— Aim of the exercise —
Set down, please, without alteration, the lines of the entries below from the first through the one containing "signed YAML tool".

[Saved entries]

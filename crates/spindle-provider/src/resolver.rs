// SPDX-License-Identifier: MIT OR Apache-2.0
//! Model → provider → endpoint resolution, and the credential cascade.
//!
//! `config/models.yaml` maps tier aliases and explicit model ids to
//! provider artifact ids; provider configurations are signed YAML tool
//! artifacts resolved through the store.

use crate::error::ProviderError;
use crate::schema::ProviderConfig;
use serde::{Deserialize, Serialize};
use spindle_artifact::{ArtifactStore, ItemType};
use std::collections::BTreeMap;
use std::path::Path;

/// One model-table entry.
#[derive(Debug, Clone, Default, PartialEq, Eq, Serialize, Deserialize)]
pub struct ModelEntry {
    /// Resolved model id (tier entries only).
    #[serde(default, skip_serializing_if = "Option::is_none")]
    pub model: Option<String>,
    /// Provider artifact id.
    pub provider: String,
}

/// The `config/models.yaml` document.
#[derive(Debug, Clone, Default, PartialEq, Eq, Serialize, Deserialize)]
pub struct ModelTable {
    /// Tier alias → entry (`general`, `fast`, …).
    #[serde(default)]
    pub tiers: BTreeMap<String, ModelEntry>,
    /// Explicit model id → entry.
    #[serde(default)]
    pub models: BTreeMap<String, ModelEntry>,
}

/// A fully resolved provider binding.
#[derive(Debug, Clone)]
pub struct ResolvedProvider {
    /// Resolved model id.
    pub model: String,
    /// Provider artifact id.
    pub provider_item_id: String,
    /// Parsed provider configuration.
    pub config: ProviderConfig,
}

/// Resolve a model tier or id to a provider configuration.
///
/// Resolution: tier alias → its model and provider; explicit model id →
/// its provider; an unknown id with a provider hint passes through. The
/// provider config is loaded as a verified tool artifact.
///
/// # Errors
///
/// [`ProviderError::Resolution`] when no provider can be determined, the
/// artifact fails to load/verify, or the config is not an `http` provider.
pub fn resolve_provider(
    model_or_tier: &str,
    provider_hint: Option<&str>,
    store: &ArtifactStore,
) -> Result<ResolvedProvider, ProviderError> {
    let table: ModelTable = match store.load_verified(ItemType::Config, "models") {
        Ok(artifact) => {
            serde_yaml::from_str(&artifact.body).map_err(|e| ProviderError::Resolution {
                model: model_or_tier.to_string(),
                reason: format!("models table invalid: {e}"),
            })?
        }
        Err(_) => ModelTable::default(),
    };

    let (model, provider_item_id) = if let Some(entry) = table.tiers.get(model_or_tier) {
        let model = entry.model.clone().unwrap_or_else(|| model_or_tier.to_string());
        (model, entry.provider.clone())
    } else if let Some(entry) = table.models.get(model_or_tier) {
        (model_or_tier.to_string(), entry.provider.clone())
    } else if let Some(hint) = provider_hint {
        (model_or_tier.to_string(), hint.to_string())
    } else {
        return Err(ProviderError::Resolution {
            model: model_or_tier.to_string(),
            reason: "not in the model table and no provider hint given".to_string(),
        });
    };

    // A hint always wins over the table's provider.
    let provider_item_id = provider_hint
        .map_or(provider_item_id, ToString::to_string);

    let artifact = store
        .load_verified(ItemType::Tool, &provider_item_id)
        .map_err(|e| ProviderError::Resolution {
            model: model_or_tier.to_string(),
            reason: format!("provider artifact '{provider_item_id}': {e}"),
        })?;

    let config: ProviderConfig =
        serde_yaml::from_str(&artifact.body).map_err(|e| ProviderError::Resolution {
            model: model_or_tier.to_string(),
            reason: format!("provider config '{provider_item_id}' invalid: {e}"),
        })?;

    if config.tool_type != "http" {
        return Err(ProviderError::Resolution {
            model: model_or_tier.to_string(),
            reason: format!(
                "unsupported provider type '{}' for '{provider_item_id}'; only 'http' providers are supported",
                config.tool_type
            ),
        });
    }

    Ok(ResolvedProvider {
        model,
        provider_item_id,
        config,
    })
}

/// Load the layered `.env` cascade: user tier first, then project (project
/// wins per key). Process environment variables are consulted last, at
/// placeholder-resolution time.
#[must_use]
pub fn load_env_cascade(user_root: Option<&Path>, project_root: &Path) -> BTreeMap<String, String> {
    let mut env = BTreeMap::new();
    if let Some(user) = user_root {
        merge_env_file(&mut env, &user.join(".env"));
    }
    merge_env_file(&mut env, &project_root.join(".env"));
    env
}

fn merge_env_file(env: &mut BTreeMap<String, String>, path: &Path) {
    let Ok(text) = std::fs::read_to_string(path) else {
        return;
    };
    for line in text.lines() {
        let line = line.trim();
        if line.is_empty() || line.starts_with('#') {
            continue;
        }
        let Some((key, value)) = line.split_once('=') else {
            continue;
        };
        let value = value.trim().trim_matches('"').trim_matches('\'');
        env.insert(key.trim().to_string(), value.to_string());
    }
}

#[cfg(test)]
mod tests {
    use super::*;
    use spindle_artifact::{ArtifactSigner, TrustStore};
    use std::fs;
    use tempfile::TempDir;

    fn store_with(signer: &ArtifactSigner, project: &TempDir) -> ArtifactStore {
        let mut trust = TrustStore::new();
        trust.insert(signer.verifying_key());
        ArtifactStore::new(project.path(), None, Vec::new(), trust)
    }

    fn write_signed(signer: &ArtifactSigner, project: &TempDir, rel: &str, ext: &str, body: &str) {
        let path = project.path().join(".ai").join(format!("{rel}.{ext}"));
        fs::create_dir_all(path.parent().unwrap()).unwrap();
        fs::write(path, signer.sign_document(body, ext)).unwrap();
    }

    const MODELS_YAML: &str = "\
tiers:
  general:
    model: claude-test
    provider: spindle/agent/providers/anthropic
models:
  claude-test:
    provider: spindle/agent/providers/anthropic
";

    const PROVIDER_YAML: &str = "\
id: spindle/agent/providers/anthropic
tool_type: http
context_window: 200000
config:
  url: https://example.invalid/v1/messages
";

    #[test]
    fn tier_resolves_to_model_and_provider() {
        let signer = ArtifactSigner::generate();
        let project = TempDir::new().unwrap();
        write_signed(&signer, &project, "config/models", "yaml", MODELS_YAML);
        write_signed(
            &signer,
            &project,
            "tools/spindle/agent/providers/anthropic",
            "yaml",
            PROVIDER_YAML,
        );
        let store = store_with(&signer, &project);

        let resolved = resolve_provider("general", None, &store).unwrap();
        assert_eq!(resolved.model, "claude-test");
        assert_eq!(resolved.provider_item_id, "spindle/agent/providers/anthropic");
        assert_eq!(resolved.config.context_window, 200_000);
    }

    #[test]
    fn explicit_model_resolves_through_the_table() {
        let signer = ArtifactSigner::generate();
        let project = TempDir::new().unwrap();
        write_signed(&signer, &project, "config/models", "yaml", MODELS_YAML);
        write_signed(
            &signer,
            &project,
            "tools/spindle/agent/providers/anthropic",
            "yaml",
            PROVIDER_YAML,
        );
        let store = store_with(&signer, &project);

        let resolved = resolve_provider("claude-test", None, &store).unwrap();
        assert_eq!(resolved.model, "claude-test");
    }

    #[test]
    fn unknown_model_without_hint_fails() {
        let signer = ArtifactSigner::generate();
        let project = TempDir::new().unwrap();
        let store = store_with(&signer, &project);
        assert!(matches!(
            resolve_provider("mystery", None, &store),
            Err(ProviderError::Resolution { .. })
        ));
    }

    #[test]
    fn provider_hint_wins() {
        let signer = ArtifactSigner::generate();
        let project = TempDir::new().unwrap();
        write_signed(&signer, &project, "config/models", "yaml", MODELS_YAML);
        write_signed(
            &signer,
            &project,
            "tools/custom/provider",
            "yaml",
            "tool_type: http\nconfig:\n  url: https://example.invalid\n",
        );
        let store = store_with(&signer, &project);

        let resolved = resolve_provider("claude-test", Some("custom/provider"), &store).unwrap();
        assert_eq!(resolved.provider_item_id, "custom/provider");
    }

    #[test]
    fn non_http_provider_is_rejected() {
        let signer = ArtifactSigner::generate();
        let project = TempDir::new().unwrap();
        write_signed(
            &signer,
            &project,
            "tools/odd/provider",
            "yaml",
            "tool_type: grpc\n",
        );
        let store = store_with(&signer, &project);
        let err = resolve_provider("m", Some("odd/provider"), &store).unwrap_err();
        assert!(err.to_string().contains("only 'http'"));
    }

    #[test]
    fn env_cascade_project_wins() {
        let user = TempDir::new().unwrap();
        let project = TempDir::new().unwrap();
        fs::write(
            user.path().join(".env"),
            "SHARED=user\nUSER_ONLY=u\n# comment\n",
        )
        .unwrap();
        fs::write(
            project.path().join(".env"),
            "SHARED=\"project\"\nPROJECT_ONLY=p\n",
        )
        .unwrap();

        let env = load_env_cascade(Some(user.path()), project.path());
        assert_eq!(env.get("SHARED").map(String::as_str), Some("project"));
        assert_eq!(env.get("USER_ONLY").map(String::as_str), Some("u"));
        assert_eq!(env.get("PROJECT_ONLY").map(String::as_str), Some("p"));
    }
}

— Task result —
filename crates/spindle-provider/src/resolver.rs
// SPDX-License-Identifier: MIT OR Apache-2.0
//! Model → provider → endpoint resolution, and the credential cascade.
//!
//! `config/models.yaml` maps tier aliases and explicit model ids to
//! provider artifact ids; provider configurations are signed YAML tool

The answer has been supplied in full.